Na avaliação de Fátima de Oliveira, secretária-executiva da Rede Feminista de Saúde, a legalização do aborto seguro, além de poder salvar mais vidas, representará, do ponto de vista econômico, uma economia para o país.

Mortes

Entre 1999 e 2002, foram registradas 6.301 mortes maternas no país. Dessas, 8,5% (538) estavam relacionadas a abortos.

Os dados referentes a esses 538 casos indicam que as meninas de até 15 anos aparecem com maior peso na mortalidade (respondem por 14% dos óbitos por aborto). Nas internações por aborto, elas respondem por 1,2% dos casos.

Para Gilberta Soares, coordenadora das jornadas brasileiras pela legalização do aborto, como grande parte das mulheres brasileiras em idade fértil estão laqueadas, as jovens pobres, que não tem orientação sexual adequada, vão começar a figurar no topo das estatísticas do aborto inseguro.

Entre as 89 mortes por aborto analisadas, o dossiê revela que 62,9% das mulheres eram solteiras ou separadas, 73% apresentavam menos de oito anos de estudo e 55% tinham até 29 anos.

Também é grande a subnotificação das mortes por aborto. Segundo o Comitê Estadual de Prevenção da Morte Materna do Paraná, 40% dos óbitos maternos não são registrados como tal. "Estão mascaradas entre infecções, hemorragias ou óbitos por "causa mal definida'", diz a enfermeira paranaense Alaerte Leandro Martins, uma das pesquisadoras que elaboraram o dossiê.

Outro dado revelador é que muitos dos abortos que levam à morte não são os provocados. Das mortes avaliadas no período, 55,8% estavam nessa categoria.

"A ilegalidade condena tanto as que abortam espontaneamente como as que provocam. Ao chegarem a um serviço público com abortamento em curso ou com complicações, as mulheres são tratadas como criminosas, são as últimas a serem atendidas, até que muitas fiquem com seqüelas ou morram", afirma Martins.

O caso de R.M.P., do Paraná, ilustra a situação. Em 2002, ela procurou um serviço de planejamento familiar e recebeu a prescrição de um anticoncepcional injetável. Ignorando que pudesse estar grávida, tomou a injeção 14 dias após a sua menstruação.
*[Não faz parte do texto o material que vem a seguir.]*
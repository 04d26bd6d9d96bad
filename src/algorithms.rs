//! Graph algorithms used for preprocessing.

use fixedbitset::FixedBitSet;
use petgraph::algo::{dijkstra, Measure};
use petgraph::visit::{IntoEdges, NodeIndexable, Visitable};
use std::hash::Hash;

/// Collects the nodes whose shortest distance from `start` is at most `budget`.
///
/// Edge lengths are given by `length` and must be non-negative.
/// The result is indexed by `NodeIndexable::to_index`.
///
/// # Examples
///
/// ```
/// use espprc::algorithms;
/// use petgraph::graph::DiGraph;
/// use petgraph::visit::{EdgeRef, Reversed};
///
/// let mut graph = DiGraph::<(), [u32; 2]>::new();
/// let a = graph.add_node(());
/// let b = graph.add_node(());
/// let c = graph.add_node(());
/// graph.add_edge(a, b, [1, 5]);
/// graph.add_edge(b, c, [1, 1]);
///
/// let forward = algorithms::collect_nodes_within_budget(&graph, a, 2, |e| e.weight()[0]);
/// assert_eq!(forward.ones().collect::<Vec<_>>(), vec![0, 1, 2]);
///
/// let forward = algorithms::collect_nodes_within_budget(&graph, a, 2, |e| e.weight()[1]);
/// assert_eq!(forward.ones().collect::<Vec<_>>(), vec![0]);
///
/// let backward =
///     algorithms::collect_nodes_within_budget(Reversed(&graph), c, 1, |e| e.weight()[0]);
/// assert_eq!(backward.ones().collect::<Vec<_>>(), vec![1, 2]);
/// ```
pub fn collect_nodes_within_budget<G, F, T>(
    graph: G,
    start: G::NodeId,
    budget: T,
    length: F,
) -> FixedBitSet
where
    G: IntoEdges + Visitable + NodeIndexable,
    G::NodeId: Eq + Hash,
    F: FnMut(G::EdgeRef) -> T,
    T: Measure + Copy,
{
    let mut reachable = FixedBitSet::with_capacity(graph.node_bound());

    for (node, distance) in dijkstra(graph, start, None, length) {
        if distance <= budget {
            reachable.insert(graph.to_index(node));
        }
    }

    reachable
}

/// Computes the least cost from `start` to every node.
///
/// Edge lengths are given by `length` and must be non-negative.
/// The result is indexed by `NodeIndexable::to_index`, with `None` for nodes not reachable from `start`.
///
/// # Examples
///
/// ```
/// use espprc::algorithms;
/// use petgraph::graph::DiGraph;
/// use petgraph::visit::EdgeRef;
///
/// let mut graph = DiGraph::<(), u32>::new();
/// let a = graph.add_node(());
/// let b = graph.add_node(());
/// let c = graph.add_node(());
/// let d = graph.add_node(());
/// graph.add_edge(a, b, 2);
/// graph.add_edge(b, c, 3);
/// graph.add_edge(a, c, 9);
/// graph.add_edge(d, a, 1);
///
/// let costs = algorithms::compute_least_costs_from(&graph, a, |e| *e.weight());
/// assert_eq!(costs, vec![Some(0), Some(2), Some(5), None]);
/// ```
pub fn compute_least_costs_from<G, F, T>(graph: G, start: G::NodeId, length: F) -> Vec<Option<T>>
where
    G: IntoEdges + Visitable + NodeIndexable,
    G::NodeId: Eq + Hash,
    F: FnMut(G::EdgeRef) -> T,
    T: Measure + Copy,
{
    let mut costs = vec![None; graph.node_bound()];

    for (node, cost) in dijkstra(graph, start, None, length) {
        costs[graph.to_index(node)] = Some(cost);
    }

    costs
}

#[cfg(test)]
mod tests {
    use super::*;
    use approx::assert_relative_eq;
    use petgraph::graph::DiGraph;
    use petgraph::visit::{EdgeRef, Reversed};

    #[test]
    fn test_collect_nodes_within_budget_excludes_unreachable() {
        let mut graph = DiGraph::<(), f64>::new();
        let a = graph.add_node(());
        let b = graph.add_node(());
        let c = graph.add_node(());
        let d = graph.add_node(());
        graph.add_edge(a, b, 0.5);
        graph.add_edge(b, c, 0.75);
        graph.add_edge(d, a, 0.0);

        let reachable = collect_nodes_within_budget(&graph, a, 1.0, |e| *e.weight());
        assert!(reachable.contains(a.index()));
        assert!(reachable.contains(b.index()));
        assert!(!reachable.contains(c.index()));
        assert!(!reachable.contains(d.index()));
        assert_eq!(reachable.len(), 4);
    }

    #[test]
    fn test_collect_nodes_within_budget_reversed() {
        let mut graph = DiGraph::<(), u32>::new();
        let a = graph.add_node(());
        let b = graph.add_node(());
        let c = graph.add_node(());
        graph.add_edge(a, b, 2);
        graph.add_edge(b, c, 2);

        let reachable = collect_nodes_within_budget(Reversed(&graph), c, 3, |e| *e.weight());
        assert_eq!(reachable.ones().collect::<Vec<_>>(), vec![1, 2]);
    }

    #[test]
    fn test_compute_least_costs_from_takes_cheapest_parallel_edge() {
        let mut graph = DiGraph::<(), u32>::new();
        let a = graph.add_node(());
        let b = graph.add_node(());
        graph.add_edge(a, b, 5);
        graph.add_edge(a, b, 2);
        graph.add_edge(b, a, 0);

        let costs = compute_least_costs_from(&graph, a, |e| *e.weight());
        assert_eq!(costs, vec![Some(0), Some(2)]);
        let costs = compute_least_costs_from(&graph, b, |e| *e.weight());
        assert_eq!(costs, vec![Some(0), Some(0)]);
    }

    #[test]
    fn test_compute_least_costs_from_float() {
        let mut graph = DiGraph::<(), f64>::new();
        let a = graph.add_node(());
        let b = graph.add_node(());
        let c = graph.add_node(());
        graph.add_edge(a, b, 0.5);
        graph.add_edge(b, c, 0.25);
        graph.add_edge(a, c, 2.0);

        let costs = compute_least_costs_from(Reversed(&graph), c, |e| *e.weight());
        assert_relative_eq!(costs[0].unwrap(), 0.75);
        assert_relative_eq!(costs[1].unwrap(), 0.25);
        assert_relative_eq!(costs[2].unwrap(), 0.0);
    }
}
//! Observers of the solving process.
//!
//! Monitors receive events from the augmentation loop and the label-setting search.
//! They never influence the result.

use crate::graph::ResourceGraph;
use crate::label::Label;
use crate::solvers::Solution;
use itertools::Itertools;
use std::fmt::{Debug, Display};
use std::time::Instant;

/// Trait for observing a solve.
///
/// Every hook has an empty default implementation.
pub trait SearchMonitor<N, T> {
    /// Called once before the first iteration with the reduced graph.
    fn on_enter_search(&mut self, _graph: &ResourceGraph<N, T>) {}

    /// Called before each label-setting search with the size of the visit-once set.
    fn on_iteration_start(&mut self, _iteration: usize, _visit_once: usize) {}

    /// Called when a label extended along an edge is inserted at `to`.
    fn on_label_extended(&mut self, _from: &N, _to: &N, _label: &Label<T>) {}

    /// Called when an existing label at `node` is removed by dominance.
    fn on_label_dominated(&mut self, _node: &N, _label: &Label<T>) {}

    /// Called with the cheapest path found by a label-setting search.
    fn on_relaxation_solved(&mut self, _iteration: usize, _path: &[N], _label: &Label<T>) {}

    /// Called when a repeated node is added to the visit-once set.
    fn on_node_promoted(&mut self, _node: &N, _multiplicity: usize) {}

    /// Called once with the elementary solution.
    fn on_exit_search(&mut self, _solution: &Solution<N, T>) {}

    /// Returns the name of the monitor.
    fn name(&self) -> &str;
}

/// Monitor that ignores every event.
#[derive(Clone, Copy, Debug, Default)]
pub struct NoOpMonitor;

impl<N, T> SearchMonitor<N, T> for NoOpMonitor {
    fn name(&self) -> &str {
        "NoOpMonitor"
    }
}

/// Monitor printing one line per augmentation iteration to stdout.
///
/// In verbose mode, label extensions and dominance eliminations are printed as well.
#[derive(Clone, Debug)]
pub struct LogMonitor {
    start_time: Instant,
    verbose: bool,
    max_path_len: usize,
    visit_once: usize,
}

impl LogMonitor {
    pub fn new(verbose: bool) -> Self {
        Self {
            start_time: Instant::now(),
            verbose,
            max_path_len: 12,
            visit_once: 0,
        }
    }

    fn print_header(&self) {
        println!(
            "{:<9} | {:<9} | {:<5} | {:<14} | {}",
            "Elapsed", "Iteration", "|S|", "Cost", "Path"
        );
        println!("{}", "-".repeat(80));
    }

    fn elapsed(&self) -> String {
        format!("{:.3}s", self.start_time.elapsed().as_secs_f64())
    }
}

impl Default for LogMonitor {
    fn default() -> Self {
        Self::new(false)
    }
}

impl<N, T> SearchMonitor<N, T> for LogMonitor
where
    N: Debug,
    T: Display,
{
    fn on_enter_search(&mut self, graph: &ResourceGraph<N, T>) {
        self.start_time = Instant::now();
        println!(
            "Reduced graph: {} nodes, {} edges, {} resources.",
            graph.inner().node_count(),
            graph.inner().edge_count(),
            graph.n_res()
        );
        self.print_header();
    }

    fn on_iteration_start(&mut self, _iteration: usize, visit_once: usize) {
        self.visit_once = visit_once;
    }

    fn on_label_extended(&mut self, from: &N, to: &N, label: &Label<T>) {
        if self.verbose {
            println!("    extend {from:?} -> {to:?}: {label}");
        }
    }

    fn on_label_dominated(&mut self, node: &N, label: &Label<T>) {
        if self.verbose {
            println!("    remove dominated label at {node:?}: {label}");
        }
    }

    fn on_relaxation_solved(&mut self, iteration: usize, path: &[N], label: &Label<T>) {
        println!(
            "{:<9} | {:<9} | {:<5} | {:<14} | {}",
            self.elapsed(),
            iteration,
            self.visit_once,
            label.cost.to_string(),
            format_path(path, self.max_path_len)
        );
    }

    fn on_node_promoted(&mut self, node: &N, multiplicity: usize) {
        println!("{:<9} | promote {node:?} (visited {multiplicity} times)", "");
    }

    fn on_exit_search(&mut self, solution: &Solution<N, T>) {
        println!("{}", "-".repeat(80));
        println!(
            "Elementary path found after {} iterations, cost: {}, search time: {}s.",
            solution.iterations,
            solution.label.cost,
            solution.time
        );
    }

    fn name(&self) -> &str {
        "LogMonitor"
    }
}

/// Formats a path as `a -> b -> c`.
///
/// Paths longer than `max_len` nodes are shortened to their first and last nodes.
///
/// # Examples
///
/// ```
/// use espprc::monitor::format_path;
///
/// assert_eq!(format_path(&["s", "a", "t"], 5), "\"s\" -> \"a\" -> \"t\"");
/// assert_eq!(format_path(&[1, 2, 3, 4, 5, 6], 4), "1 -> 2 -> ... -> 5 -> 6 (6 nodes)");
/// ```
pub fn format_path<N: Debug>(path: &[N], max_len: usize) -> String {
    if path.len() <= max_len {
        return path.iter().map(|node| format!("{node:?}")).join(" -> ");
    }

    let half = max_len.div_ceil(2);
    let head = path[..half].iter().map(|node| format!("{node:?}"));
    let tail = path[path.len() - half..]
        .iter()
        .map(|node| format!("{node:?}"));

    format!(
        "{} ({} nodes)",
        head.chain(std::iter::once(String::from("...")))
            .chain(tail)
            .join(" -> "),
        path.len()
    )
}

#[cfg(test)]
mod tests {
    use super::*;

    #[test]
    fn test_format_path_short() {
        assert_eq!(format_path(&['a', 'b'], 2), "'a' -> 'b'");
        assert_eq!(format_path::<u8>(&[], 2), "");
    }

    #[test]
    fn test_format_path_long() {
        let path = (0..20).collect::<Vec<_>>();
        assert_eq!(format_path(&path, 3), "0 -> 1 -> ... -> 18 -> 19 (20 nodes)");
    }

    #[test]
    fn test_monitor_names() {
        assert_eq!(SearchMonitor::<char, i32>::name(&NoOpMonitor), "NoOpMonitor");
        assert_eq!(
            SearchMonitor::<char, i32>::name(&LogMonitor::default()),
            "LogMonitor"
        );
    }
}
Quase três meses após iniciar o uso do hormônio injetável, R. começou a apresentar febre, vômitos, calafrios e dor de cabeça. O médico prescreveu Buscopan. No dia seguinte, ela voltou e teve diagnóstico de entero-infecção.

O abortamento espontâneo ocorreu no próprio consultório. Ela foi levada ao hospital e submetida a uma curetagem uterina. No dia seguinte, apresentou septicemia e foi transferida para a UTI de outro hospital. Morreu à noite. Tinha 34 anos e dois filhos.